I was amused Wednesday evening when Ignatius stopped in with a comment on a comment (since deleted by NOLA.com on their site) regarding the second Times Picayune news article that appeared Wednesday evening on Team Theriot suing the blogosphere. The second article was modified by T-P editor Drew Broach whom evidently maintains ties to Team Theriot and who slipped the word “deadhead” into the lede along with changing the author from Rich Rainey to himself. Now I honestly could not tell our readers exactly what a newspaper editor does besides proofing stories but one thing is certain, Mr Broach must have had his head firmly inserted in Mr Theriot’s hiney when we profiled a true deadhead worker in Aaron Broussard’s daughter in law Norma, the lady responsible for keeping a drunk in Craig Codina on the road until he finally killed someone. The other posts in our original series on Norma Broussard and how a lawyer with little to no experience was put in charge of the prosecution of every traffic offense in Jefferson parish can be found here (We busted the Picayune making excuses for Norma) and here (Tax Assessor Lawrence Chehardy’s law firm could not “de-Norma” their website fast enough after our first post).
Norma and her handlers must have thought the coast was clear after months in hiding from the media, so this past week she got up with Times Picayune reporter Melinda Morris. The story is sadly of the variety that I term “lazy journalism” and not because of the big wet kiss the Picayune planted on Norma but rather because it touched on very important constitutional issues the reporter flat-out missed (along with any semblance of reality about life in local traffic court). Let’s begin with Ms Morris’ report from team Broussard:
People arrested on suspicion of DWI know it’s harder for them to get convicted if they refuse the breath test, so they often do refuse, according to a Jefferson Parish prosecutor.
While the law states that she should be able to prosecute those cases without that evidence, “judges and juries want that scientific data,” said Norma Broussard, who handles DWI cases for the Jefferson Parish district attorney’s office.
So the DA’s office has a plan for the upcoming Memorial Day weekend: forced blood tests.
“We looked at what other states have done” in coming up with the plan, Broussard said.
When suspected DWI offenders are brought into the lockup over Memorial Day weekend, if they refuse to take the breath test, a judge will be ready to review evidence and sign off on a search warrant, giving officials the authority to draw blood from the suspect regardless of whether they agree.
“It’s like any other search warrant,” Broussard said. If necessary, “We’ll strap you down.”

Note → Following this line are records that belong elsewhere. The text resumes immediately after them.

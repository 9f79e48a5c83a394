use thiserror::Error;

/// Errors raised when building custom sponge parameters.
#[derive(Debug, Clone, Copy, PartialEq, Eq, Error)]
pub enum Error {
	/// The rate must leave a non-empty capacity and absorb at least one byte.
	#[error("sponge rate must be between 1 and 199 bytes, got {rate_bytes}")]
	InvalidRate { rate_bytes: usize },

	/// The domain suffix must carry the first padding bit without touching the last one.
	#[error("domain suffix {suffix:#04x} must be non-zero and below 0x80")]
	InvalidSuffix { suffix: u8 },
}

pub type Result<T, E = Error> = core::result::Result<T, E>;
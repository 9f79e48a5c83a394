//! Byte-for-byte comparison against the RustCrypto `sha3` crate.

use kryptonsponge::keccak256;
use kryptonsponge::sha3::{sha3_224, sha3_256, sha3_384, sha3_512};
use kryptonsponge::sponge::{sponge, SpongeParams};
use proptest::prelude::*;
use sha3::digest::{Digest, ExtendableOutput, Update, XofReader};

fn reference<D: Digest>(input: &[u8]) -> Vec<u8> {
	D::digest(input).to_vec()
}

#[test]
fn block_boundaries_match() {
	for len in [0, 1, 71, 72, 73, 103, 104, 105, 135, 136, 137, 143, 144, 145, 271, 272, 273, 277] {
		let input: Vec<u8> = (0 .. len).map(|i| (i * 7 + 3) as u8).collect();

		assert_eq!(sha3_224(&input)[..], reference::<sha3::Sha3_224>(&input)[..], "sha3-224, len {len}");
		assert_eq!(sha3_256(&input)[..], reference::<sha3::Sha3_256>(&input)[..], "sha3-256, len {len}");
		assert_eq!(sha3_384(&input)[..], reference::<sha3::Sha3_384>(&input)[..], "sha3-384, len {len}");
		assert_eq!(sha3_512(&input)[..], reference::<sha3::Sha3_512>(&input)[..], "sha3-512, len {len}");
	}
}

#[test]
fn original_keccak_matches() {
	let input = b"The quick brown fox jumps over the lazy dog";
	let ours: [u8; 32] = sponge(SpongeParams::ORIGINAL_KECCAK_256, input);

	assert_eq!(ours[..], reference::<sha3::Keccak256>(input)[..]);
}

// SHAKE128 has a 168-byte rate, so a 400-byte output needs three squeezes.
#[test]
fn long_squeeze_matches_shake128() {
	let params = SpongeParams::new(168, 0x1f).unwrap();
	let input = b"squeeze";

	let ours: [u8; 400] = sponge(params, input);

	let mut hasher = sha3::Shake128::default();
	hasher.update(input);
	let mut theirs = [0; 400];
	hasher.finalize_xof().read(&mut theirs);

	assert_eq!(ours, theirs);
}

proptest! {
	#[test]
	fn keccak256_matches_sha3_256(input in proptest::collection::vec(any::<u8>(), 0 .. 600)) {
		prop_assert_eq!(&keccak256(&input)[..], &reference::<sha3::Sha3_256>(&input)[..]);
	}

	#[test]
	fn sha3_512_matches(input in proptest::collection::vec(any::<u8>(), 0 .. 300)) {
		prop_assert_eq!(&sha3_512(&input)[..], &reference::<sha3::Sha3_512>(&input)[..]);
	}
}
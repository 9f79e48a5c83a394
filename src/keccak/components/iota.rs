use super::super::ROUND_CONSTANTS;

pub fn iota(state: &mut [[u64; 5]; 5], round_number: usize) {
	state[0][0] ^= ROUND_CONSTANTS[round_number];
}
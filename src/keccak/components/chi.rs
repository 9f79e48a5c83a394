pub fn chi(state: &mut [[u64; 5]; 5]) {
	for y in 0 .. 5 {
		let mut new_row = [0; 5];

		for x in 0 .. 5 {
			let xp1 = (x + 1) % 5;
			let xp2 = (x + 2) % 5;

			new_row[x] = !state[xp1][y] & state[xp2][y];
		}

		for x in 0 .. 5 {
			state[x][y] ^= new_row[x];
		}
	}
}

#[test]
fn rows_are_mixed_independently() {
	let mut state = [[0; 5]; 5];
	state[2][1] = 0b1010;

	chi(&mut state);

	// lane (0, 1) picks up !lane(1, 1) & lane(2, 1)
	assert_eq!(state[0][1], 0b1010);
	assert_eq!(state[1][1], 0);
	assert_eq!(state[2][1], 0b1010);

	for x in 0 .. 5 {
		assert_eq!(state[x][0], 0);
		assert_eq!(state[x][2], 0);
	}
}
//! The sponge construction over Keccak-f[1600].
//!
//! Input is padded with pad10*1 behind a domain suffix, absorbed one
//! rate-sized block at a time, and the digest is squeezed from the leading
//! rate bytes of the state.

use tracing::trace;

use super::{keccak_f1600, State, STATE_BYTES};
use crate::{Error, Result};

const SHA3_SUFFIX: u8 = 0x06;
const ORIGINAL_KECCAK_SUFFIX: u8 = 0x01;

/// Rate and domain suffix of a sponge instance.
///
/// The suffix byte holds the domain separation bits followed by the first
/// `1` of the padding, so SHA-3 uses `0x06` and the original Keccak
/// submission uses `0x01`.
#[derive(Clone, Copy, Debug, PartialEq, Eq)]
pub struct SpongeParams {
	rate_bytes: usize,
	suffix: u8,
}

impl SpongeParams {
	pub const SHA3_224: Self = Self {rate_bytes: 144, suffix: SHA3_SUFFIX};
	pub const SHA3_256: Self = Self {rate_bytes: 136, suffix: SHA3_SUFFIX};
	pub const SHA3_384: Self = Self {rate_bytes: 104, suffix: SHA3_SUFFIX};
	pub const SHA3_512: Self = Self {rate_bytes: 72, suffix: SHA3_SUFFIX};

	/// Keccak-256 as submitted to the SHA-3 competition, before the domain bits were added.
	pub const ORIGINAL_KECCAK_256: Self = Self {rate_bytes: 136, suffix: ORIGINAL_KECCAK_SUFFIX};

	pub fn new(rate_bytes: usize, suffix: u8) -> Result<Self> {
		if rate_bytes == 0 || rate_bytes >= STATE_BYTES {
			return Err(Error::InvalidRate {rate_bytes});
		}

		if suffix == 0 || suffix >= 0x80 {
			return Err(Error::InvalidSuffix {suffix});
		}

		Ok(Self {rate_bytes, suffix})
	}

	pub const fn rate_bytes(&self) -> usize {
		self.rate_bytes
	}

	pub const fn capacity_bytes(&self) -> usize {
		STATE_BYTES - self.rate_bytes
	}

	pub const fn suffix(&self) -> u8 {
		self.suffix
	}
}

/// Splits the input into rate-sized blocks, padding the last one.
///
/// Each item is a full state-sized buffer; only its first `rate_bytes` bytes
/// are meaningful. An input that fills its last block exactly is followed by
/// a block made only of padding.
struct Padding<'a> {
	bytes: &'a [u8],
	params: SpongeParams,
	done: bool,
}

impl<'a> Padding<'a> {
	fn new(bytes: &'a [u8], params: SpongeParams) -> Self {
		Self {bytes, params, done: false}
	}
}

impl<'a> Iterator for Padding<'a> {
	type Item = [u8; STATE_BYTES];

	fn next(&mut self) -> Option<Self::Item> {
		if self.done {
			return None;
		}

		let rate = self.params.rate_bytes;
		let mut buf = [0; STATE_BYTES];

		if self.bytes.len() >= rate {
			buf[.. rate].copy_from_slice(&self.bytes[.. rate]);
			self.bytes = &self.bytes[rate ..];
		} else {
			buf[.. self.bytes.len()].copy_from_slice(self.bytes);
			buf[self.bytes.len()] |= self.params.suffix;
			buf[rate - 1] |= 0x80;
			self.done = true;
		}

		Some(buf)
	}
}

/// Pads and absorbs every block of `input`, returning how many blocks
/// (and therefore permutation calls) it took.
fn absorb(state: &mut State, params: SpongeParams, input: &[u8]) -> usize {
	let mut blocks = 0;

	for block in Padding::new(input, params) {
		state.xor_bytes(&block[.. params.rate_bytes]);
		keccak_f1600(state);

		blocks += 1;
	}

	blocks
}

/// Fills `out` from the rate portion of the state, permuting again before
/// each further rate-sized chunk.
fn squeeze(state: &mut State, params: SpongeParams, out: &mut [u8]) {
	for (i, chunk) in out.chunks_mut(params.rate_bytes).enumerate() {
		if i > 0 {
			keccak_f1600(state);
		}

		state.extract_bytes(chunk);
	}
}

/// Hashes `input` with the given sponge parameters into an `N`-byte digest.
///
/// Outputs longer than the rate are squeezed over several permutations.
pub fn sponge<const N: usize>(params: SpongeParams, input: &[u8]) -> [u8; N] {
	let mut state = State::new();

	let blocks = absorb(&mut state, params, input);
	trace!(rate_bytes = params.rate_bytes, input_len = input.len(), blocks, "absorbed");

	let mut out = [0; N];
	squeeze(&mut state, params, &mut out);
	trace!(rate_bytes = params.rate_bytes, digest_bytes = N, "squeezed");

	out
}

#[cfg(test)]
fn padded_blocks(len: usize, params: SpongeParams) -> Vec<[u8; STATE_BYTES]> {
	let input = vec![0xaa; len];
	Padding::new(&input, params).collect()
}

#[test]
fn padding_of_empty_input() {
	let blocks = padded_blocks(0, SpongeParams::SHA3_256);

	assert_eq!(blocks.len(), 1);
	assert_eq!(blocks[0][0], 0x06);
	assert!(blocks[0][1 .. 135].iter().all(|&b| b == 0));
	assert_eq!(blocks[0][135], 0x80);
	assert!(blocks[0][136 ..].iter().all(|&b| b == 0));
}

#[test]
fn padding_with_one_free_byte() {
	let blocks = padded_blocks(135, SpongeParams::SHA3_256);

	assert_eq!(blocks.len(), 1);
	assert!(blocks[0][.. 135].iter().all(|&b| b == 0xaa));
	assert_eq!(blocks[0][135], 0x86);
}

#[test]
fn padding_of_full_block_adds_a_block() {
	let blocks = padded_blocks(136, SpongeParams::SHA3_256);

	assert_eq!(blocks.len(), 2);
	assert!(blocks[0][.. 136].iter().all(|&b| b == 0xaa));
	assert_eq!(blocks[1][0], 0x06);
	assert!(blocks[1][1 .. 135].iter().all(|&b| b == 0));
	assert_eq!(blocks[1][135], 0x80);
}

#[test]
fn padding_uses_params_suffix() {
	let blocks = padded_blocks(3, SpongeParams::ORIGINAL_KECCAK_256);

	assert_eq!(blocks[0][3], 0x01);
	assert_eq!(blocks[0][135], 0x80);
}

#[test]
fn absorbs_every_block() {
	let params = SpongeParams::SHA3_256;
	let input: Vec<u8> = (0 .. 2 * 136 + 5).map(|i| i as u8).collect();

	let mut state = State::new();
	assert_eq!(absorb(&mut state, params, &input), 3);

	let full: [u8; 32] = sponge(params, &input);
	let first_block: [u8; 32] = sponge(params, &input[.. 136]);
	let two_blocks: [u8; 32] = sponge(params, &input[.. 272]);

	assert_ne!(full, first_block);
	assert_ne!(full, two_blocks);
}

#[test]
fn capacity_is_not_touched_by_absorption() {
	let params = SpongeParams::SHA3_256;

	let mut state = State::new();
	keccak_f1600(&mut state);
	let before = state.to_bytes();

	state.xor_bytes(&[0xff; 136]);
	let after = state.to_bytes();

	assert_eq!(before[136 ..], after[136 ..]);
	assert_eq!(params.capacity_bytes(), 64);
}

#[test]
fn squeeze_continues_past_the_rate() {
	let params = SpongeParams::new(16, SHA3_SUFFIX).unwrap();

	let long: [u8; 40] = sponge(params, b"abc");

	let mut state = State::new();
	absorb(&mut state, params, b"abc");

	let mut expected = [0; 40];
	state.extract_bytes(&mut expected[.. 16]);
	keccak_f1600(&mut state);
	state.extract_bytes(&mut expected[16 .. 32]);
	keccak_f1600(&mut state);
	state.extract_bytes(&mut expected[32 ..]);

	assert_eq!(long, expected);

	let short: [u8; 16] = sponge(params, b"abc");
	assert_eq!(short, long[.. 16]);
}

#[test]
fn invalid_params_are_rejected() {
	assert_eq!(SpongeParams::new(0, 0x06), Err(Error::InvalidRate {rate_bytes: 0}));
	assert_eq!(SpongeParams::new(200, 0x06), Err(Error::InvalidRate {rate_bytes: 200}));
	assert_eq!(SpongeParams::new(136, 0x00), Err(Error::InvalidSuffix {suffix: 0x00}));
	assert_eq!(SpongeParams::new(136, 0x86), Err(Error::InvalidSuffix {suffix: 0x86}));

	assert_eq!(SpongeParams::new(136, 0x06), Ok(SpongeParams::SHA3_256));
	assert_eq!(SpongeParams::new(199, 0x1f).map(|p| p.capacity_bytes()), Ok(1));
}

#[test]
fn one_byte_rate_combines_suffix_and_final_bit() {
	let params = SpongeParams::new(1, SHA3_SUFFIX).unwrap();
	let blocks = padded_blocks(2, params);

	assert_eq!(blocks.len(), 3);
	assert_eq!(blocks[2][0], 0x86);
}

This is pure nonsense and I knew it as soon as I read it. So I did what Ms Morris could have done but evidently did not: Check with the local legal community to get the skinny and here is what I found:
Although I am against anything that helps drunk drivers, I think forcefully drawing blood, unless there’s an injury or death, is unconstitutional. But hey, it’s Jefferson Parish.
It gets better as the lawyer continues:
The drawing of blood would have to be conducted by a trained medical professional, including a phlebotomist. I’m pretty sure that in any DWI case in which blood has been drawn, it was done at a hospital and at the request of the police. What this means is that everyone who refuses a breath test will have to be brought to the hospital after waiting for a judge to issue a warrant.
I cut my trial teeth doing DWI defense work and later stopped doing any DWI cases as a matter of principle. Believe me when I tell you that I have never seen a case in Jefferson Parish wherein an intoxicated defendant could not be convicted without a blood test, or even a breath test.
Makes sense as the courts tend to believe the police in such matters pretty much everywhere unless perhaps the perpetrator is a district court judge who despite being injured in an accident he caused while driving impaired was not compelled to take a blood test. Not satisfied with just one legal opinion I went to a lawyer who still handles such cases, our very own NRB who was more than happy to comment as well:
In Louisiana, you have the right to refuse ALL tests. Many times, arrestees think they can only refuse the breathalyzer and thus, submit to the field sobriety. The field sobriety test is subjective, and in my opinion completely unreliable, but judges who are elected very rarely side with the arrestee as opposed to the law enforcement officer.
As far as the probative value of refusing the test, it is admissible, but has almost zero evidentiary weight. I have never had any D.A. press on where there was no field sobriety or breathalyzer. It is what is, a refusal. Remember, guilt beyond a reasonable doubt is heavy burden, unlike in civil cases where the burden of proof is a “preponderance of the evidence” or more probable than not.
I became very involved with DWI defense after a state trooper tried to railroad a buddy of mine. Norma Broussard met with me in the case and said “You’re right, but the judge will have to find him not guilty”.
The above comments took me right around 3 minutes to solicit earlier this week.
Maybe instead of bullshitting the local paper, Norma, Paul and the gang should get Louis Grunz to lean on State Senator Danny Martiny to put more bite in the DWI laws instead of sponsoring legislation to curb transparency in government. And since there is no such thing as a free lunch I’ll add everyone in Louisiana pays with (by far) the highest auto insurance rates in the country.